Our goal was an exploratory proof-of-concept, demonstrating seamless cooperation between an LLM and a symbolic expert system in autonomously compiling structured clinical data from free-text diagnostic reports. Specifically, our study makes four practical contributions: First, we integrate GPT-4 with the expert system Plato-3 so that extracted facts are validated by medical rules. Second, each AI-generated label includes the complete symbolic reasoning chain and the supporting GPT-4 evidence, providing explainability-by-design in natural language. Third, we show that the system does not require retraining of the language model; domain knowledge is provided entirely through the rule base. Fourth, the architecture is implemented on the semantic-unification platform RUDS, enabling interoperability with conventional software and realizing the vision of a practical neuro-symbolic clinical AI3,26,40,41. In addition, this work also explains the paradigm-unifying architecture of RUDS in detail and why it is needed here. Although our evaluation was modelled after a prior PET/CT clinical study42, it was not designed to produce new clinical findings. Instead, we show in this proof-of-concept study how the combined neuro-symbolic AI accurately extracts and structures 26 clinical parameters from 206 original, unedited [68Ga]Ga-PSMA-11 reports for recurrent prostate cancer (rPC). The system matches physician performance, outperforms GPT-4 alone, produces deterministic results without hallucinations, and prevents privacy breaches by controlling all data transfer. Taken together, this work demonstrates a practical implementation of the autonomous, context-aware AI originally envisioned by the Japanese fifth-generation computing initiative43.

Methods

Patient data

The study retrospectively analysed 206 diagnostic reports from 206 consecutive patients who had undergone [68Ga]Ga-PSMA-11 PET/CT scans in eight months between January and August 2018 at the Department of Nuclear Medicine, Inselspital Bern, Switzerland, adhering to Swiss ethical guidelines44. The Cantonal Ethics Committee Bern (Kantonale Ethikkommission Bern, Murtenstrasse 31 in 3010 Bern, Switzerland) approved retrospective usage of the patient reports (KEK-Nr. 2018–00299). All patients published in this manuscript signed a written informed consent form for the purpose of anonymized evaluation and publication of their data. No additional approval beyond that was obtained.

We chose [68Ga]Ga-PSMA-11 PET/CT reports because they paired a highly variable free-text narrative—including the patient history—with a compact, guideline-defined decision scheme, while the cohort size remained amenable to iterative human cross-checking. This combination creates a tractable but non-trivial testbed: if the neuro-symbolic pipeline can deliver deterministic answers here, it is well-poised to scale to larger clinical trials that share the same ‘unstructured-text + rule set’ pattern.’ Because the retrospective evaluation of PET/CT reports followed the design of a study published by Afshar-Oromieh et al.42, we were able to demonstrate real-world applicability, and the experience gained form this study also qualified the authors to develop the expert system’s ontology.

The diagnostic reports, originally written and checked by three nuclear medicine physicians unrelated to this study, were formatted into PDF files according to our institutional standards, codified and anonymized using the batch processing software PDF Replacer v.1.8.7.0 (pdfreplacer.com), and split evenly into a development set and a validation set. All reports were again checked manually for correct anonymization.

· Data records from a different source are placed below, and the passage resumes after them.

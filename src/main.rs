use anyhow::Result;
use clap::Parser;
use tracing_subscriber::{layer::SubscriberExt, util::SubscriberInitExt};

mod cli;
mod config;
mod db;
mod error;
mod extract;
mod handlers;
mod helpers;
mod router;
mod schemas;

#[cfg(test)]
mod openapi_tests;
#[cfg(test)]
mod test_utils;

use cli::Cli;

/// Main entry point for the fintrack application.
#[tokio::main]
async fn main() -> Result<()> {
    // Initialize tracing
    tracing_subscriber::registry()
        .with(
            tracing_subscriber::EnvFilter::try_from_default_env()
                .unwrap_or_else(|_| "fintrack=debug,tower_http=debug,axum::rejection=trace".into()),
        )
        .with(tracing_subscriber::fmt::layer())
        .init();

    Cli::parse().run().await
}
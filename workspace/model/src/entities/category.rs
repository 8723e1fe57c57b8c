use sea_orm::entity::prelude::*;
use serde::{Deserialize, Serialize};
use utoipa::ToSchema;

/// Fixed label attached to every transaction and budget.
///
/// Stored and serialized as the variant name (e.g. `"Food"`). `Income` marks
/// money coming in and is excluded from every spending aggregate.
#[derive(
    Debug,
    Clone,
    Copy,
    PartialEq,
    Eq,
    Hash,
    Default,
    EnumIter,
    DeriveActiveEnum,
    Serialize,
    Deserialize,
    ToSchema,
)]
#[sea_orm(rs_type = "String", db_type = "String(StringLen::N(32))")]
pub enum Category {
    #[sea_orm(string_value = "Food")]
    Food,
    #[sea_orm(string_value = "Housing")]
    Housing,
    #[sea_orm(string_value = "Transportation")]
    Transportation,
    #[sea_orm(string_value = "Entertainment")]
    Entertainment,
    #[sea_orm(string_value = "Shopping")]
    Shopping,
    #[sea_orm(string_value = "Utilities")]
    Utilities,
    #[sea_orm(string_value = "Healthcare")]
    Healthcare,
    #[sea_orm(string_value = "Education")]
    Education,
    #[sea_orm(string_value = "Investments")]
    Investments,
    #[sea_orm(string_value = "Income")]
    Income,
    #[default]
    #[sea_orm(string_value = "Other")]
    Other,
}

impl Category {
    pub fn as_str(&self) -> &'static str {
        match self {
            Category::Food => "Food",
            Category::Housing => "Housing",
            Category::Transportation => "Transportation",
            Category::Entertainment => "Entertainment",
            Category::Shopping => "Shopping",
            Category::Utilities => "Utilities",
            Category::Healthcare => "Healthcare",
            Category::Education => "Education",
            Category::Investments => "Investments",
            Category::Income => "Income",
            Category::Other => "Other",
        }
    }

    /// Whether amounts in this category count as spending.
    pub fn is_expense(&self) -> bool {
        *self != Category::Income
    }
}
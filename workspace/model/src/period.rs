//! Calendar periods used to filter records and bound aggregations.
//!
//! Months are zero-based throughout (0 = January, 11 = December).

use chrono::NaiveDate;

/// Restricts a listing to a year or to a single month of a year.
#[derive(Debug, Clone, Copy, PartialEq, Eq, Default)]
pub enum PeriodFilter {
    #[default]
    All,
    Year(i32),
    Month { year: i32, month: u32 },
}

impl PeriodFilter {
    /// Inclusive first and last calendar day covered by the filter.
    ///
    /// `None` for [`PeriodFilter::All`] and for months outside 0–11.
    pub fn date_bounds(&self) -> Option<(NaiveDate, NaiveDate)> {
        match *self {
            PeriodFilter::All => None,
            PeriodFilter::Year(year) => year_bounds(year),
            PeriodFilter::Month { year, month } => month_bounds(year, month),
        }
    }
}

/// First and last day of a zero-based month.
pub fn month_bounds(year: i32, month: u32) -> Option<(NaiveDate, NaiveDate)> {
    if month > 11 {
        return None;
    }
    let first = NaiveDate::from_ymd_opt(year, month + 1, 1)?;
    let last = if month == 11 {
        NaiveDate::from_ymd_opt(year, 12, 31)?
    } else {
        NaiveDate::from_ymd_opt(year, month + 2, 1)?.pred_opt()?
    };
    Some((first, last))
}

/// January 1st and December 31st of `year`.
pub fn year_bounds(year: i32) -> Option<(NaiveDate, NaiveDate)> {
    Some((
        NaiveDate::from_ymd_opt(year, 1, 1)?,
        NaiveDate::from_ymd_opt(year, 12, 31)?,
    ))
}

We fabricated two wrongly anonymized sets using an author’s name and birthdate for testing the expert system’s ability to recognize un-anonymized reports before sending information to the LLM. The reports included 160 patients with rPC, 11 patients having undergone primary tumour staging (PTS), and 29 patients showing no cancer pathology. Two nuclear medicine physicians (C.M., A.A.O.) consensually extracted 26 study-relevant parameters (Table 1) from the 206 reports, providing a physician-generated reference with 5356 data points, e.g. labels. In case a label could not be elicited, both AI systems and the physicians were instructed to record a ‘N/A’ (not applicable). Inclusion and exclusion criteria were as previously published42, meaning that rPC, PTS, and non-pathological reports needed to be distinguished. For the study, the 206 reports were split evenly into a development set and a validation set.

Table 1 26 study parameters the AI-system was tasked to extract from diagnostic PET/CT reports

Paradigm-integrating platform - theory and implementation

We combined an LLM, an expert system and conventional software into a semantic neuro-symbolic AI system running on our study software. Table 2 summarises how each system component compensates for the other’s limitations in this setup.

Table 2 Strengths of one system component balance weaknesses of other system components in a semantic-neuro-symbolic AI setup

The study software was developed and operated on RUDS (Zentit GmbH, Muri bei Bern, Switzerland; ruds.ch), written in Java™8 (Oracle, Austin, TX, USA) on Netbeans™IDE 8.2 (Apache Software Foundation, Wilmington, DE, USA) on a Dell Precision 5470 laptop (Dell Inc., Round Rock, TX, USA) with Microsoft Windows™10. GPT-4 integration required internet access and an API account from OpenAI Global, LLC (San Francisco, CA, USA). The temperature setting of GPT-4 was left on its default value of one when running the analysis in May 2024.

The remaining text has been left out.